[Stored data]
---------------

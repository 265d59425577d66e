//! Quantizer configuration.
//!
//! ```rust
//! use zenhevc::{QuantConfig, ScalingListMode, SliceType};
//!
//! let config = QuantConfig::new()
//!     .with_qp(32)
//!     .with_slice_type(SliceType::P)
//!     .with_scaling_list(ScalingListMode::Default);
//! config.validate()?;
//! let lists = config.build_scaling_list()?;
//! assert!(lists.enabled());
//! # Ok::<(), zenhevc::TqError>(())
//! ```

use std::path::PathBuf;

use super::scaling_list::ScalingList;
use crate::common::types::SliceType;
use crate::error::TqError;

/// Lowest supported sample bit depth.
pub const MIN_BITDEPTH: u8 = 8;

/// Highest supported sample bit depth.
pub const MAX_BITDEPTH: u8 = 10;

/// Source of the scaling lists.
#[derive(Debug, Clone, PartialEq, Eq, Default)]
#[non_exhaustive]
pub enum ScalingListMode {
    /// No scaling lists: flat quantization.
    #[default]
    Off,
    /// HEVC default matrices.
    Default,
    /// Matrices read from a text file.
    Custom(PathBuf),
}

/// Parameters of the transform and quantization stage.
#[derive(Debug, Clone)]
#[non_exhaustive]
pub struct QuantConfig {
    /// Sample bit depth (8..=10). Default: 8.
    pub bitdepth: u8,
    /// Frame quantization parameter. Default: 22.
    pub qp: i32,
    /// Slice type; picks the rounding offset. Default: I.
    pub slice_type: SliceType,
    /// Sign-data hiding. Default: true.
    pub sign_hiding: bool,
    /// Hand quantization to the RDOQ collaborator when one is installed. Default: false.
    pub rdoq: bool,
    /// Never use RDOQ on 4x4 blocks. Default: true.
    pub rdoq_skip: bool,
    /// Try transform skip on 4x4 luma. Default: false.
    pub transform_skip: bool,
    /// Lossless coding (transform and quantization bypass). Default: false.
    pub lossless: bool,
    /// Implicit residual DPCM for lossless intra blocks. Default: false.
    pub implicit_rdpcm: bool,
    /// Lagrangian multiplier for the transform-skip decision. Default: 0.0.
    pub lambda: f64,
    /// Scaling-list source. Default: off.
    pub scaling_list: ScalingListMode,
}

impl Default for QuantConfig {
    fn default() -> Self {
        Self::new()
    }
}

impl QuantConfig {
    /// Configuration with defaults.
    #[must_use]
    pub fn new() -> Self {
        Self {
            bitdepth: 8,
            qp: 22,
            slice_type: SliceType::I,
            sign_hiding: true,
            rdoq: false,
            rdoq_skip: true,
            transform_skip: false,
            lossless: false,
            implicit_rdpcm: false,
            lambda: 0.0,
            scaling_list: ScalingListMode::Off,
        }
    }

    /// Set the sample bit depth.
    #[must_use]
    pub fn with_bitdepth(mut self, bitdepth: u8) -> Self {
        self.bitdepth = bitdepth;
        self
    }

    /// Set the quantization parameter.
    #[must_use]
    pub fn with_qp(mut self, qp: i32) -> Self {
        self.qp = qp;
        self
    }

    /// Set the slice type.
    #[must_use]
    pub fn with_slice_type(mut self, slice_type: SliceType) -> Self {
        self.slice_type = slice_type;
        self
    }

    /// Enable or disable sign-data hiding.
    #[must_use]
    pub fn with_sign_hiding(mut self, enable: bool) -> Self {
        self.sign_hiding = enable;
        self
    }

    /// Enable RDOQ, optionally also on 4x4 blocks.
    #[must_use]
    pub fn with_rdoq(mut self, enable: bool, skip_4x4: bool) -> Self {
        self.rdoq = enable;
        self.rdoq_skip = skip_4x4;
        self
    }

    /// Enable the transform-skip decision on 4x4 luma.
    #[must_use]
    pub fn with_transform_skip(mut self, enable: bool) -> Self {
        self.transform_skip = enable;
        self
    }

    /// Enable lossless coding, optionally with implicit RDPCM.
    #[must_use]
    pub fn with_lossless(mut self, enable: bool, implicit_rdpcm: bool) -> Self {
        self.lossless = enable;
        self.implicit_rdpcm = implicit_rdpcm;
        self
    }

    /// Set the Lagrangian multiplier.
    #[must_use]
    pub fn with_lambda(mut self, lambda: f64) -> Self {
        self.lambda = lambda;
        self
    }

    /// Select the scaling-list source.
    #[must_use]
    pub fn with_scaling_list(mut self, mode: ScalingListMode) -> Self {
        self.scaling_list = mode;
        self
    }

    /// Largest legal QP for the bit depth.
    #[inline]
    pub fn max_qp(&self) -> i32 {
        51 + 6 * (i32::from(self.bitdepth) - 8)
    }

    /// Check value ranges.
    pub fn validate(&self) -> Result<(), TqError> {
        if !(MIN_BITDEPTH..=MAX_BITDEPTH).contains(&self.bitdepth) {
            return Err(TqError::InvalidConfig(format!(
                "bitdepth {} outside {MIN_BITDEPTH}..={MAX_BITDEPTH}",
                self.bitdepth
            )));
        }
        if !(0..=self.max_qp()).contains(&self.qp) {
            return Err(TqError::InvalidConfig(format!(
                "qp {} outside 0..={}",
                self.qp,
                self.max_qp()
            )));
        }
        if !self.lambda.is_finite() || self.lambda < 0.0 {
            return Err(TqError::InvalidConfig(format!("lambda {} is not a finite non-negative number", self.lambda)));
        }
        Ok(())
    }

    /// Build the scaling-list store for this configuration.
    pub fn build_scaling_list(&self) -> Result<ScalingList, TqError> {
        self.validate()?;
        Ok(match &self.scaling_list {
            ScalingListMode::Off => ScalingList::flat(self.bitdepth),
            ScalingListMode::Default => ScalingList::hevc_default(self.bitdepth),
            ScalingListMode::Custom(path) => ScalingList::load_file(path, self.bitdepth)?,
        })
    }
}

---------------

Work order:
Whenever the string "coding" shows up in a line above, copy that line.

Answer space:
    /// Lossless coding (transform and quantization bypass). Default: false.
    /// Enable lossless coding, optionally with implicit RDPCM.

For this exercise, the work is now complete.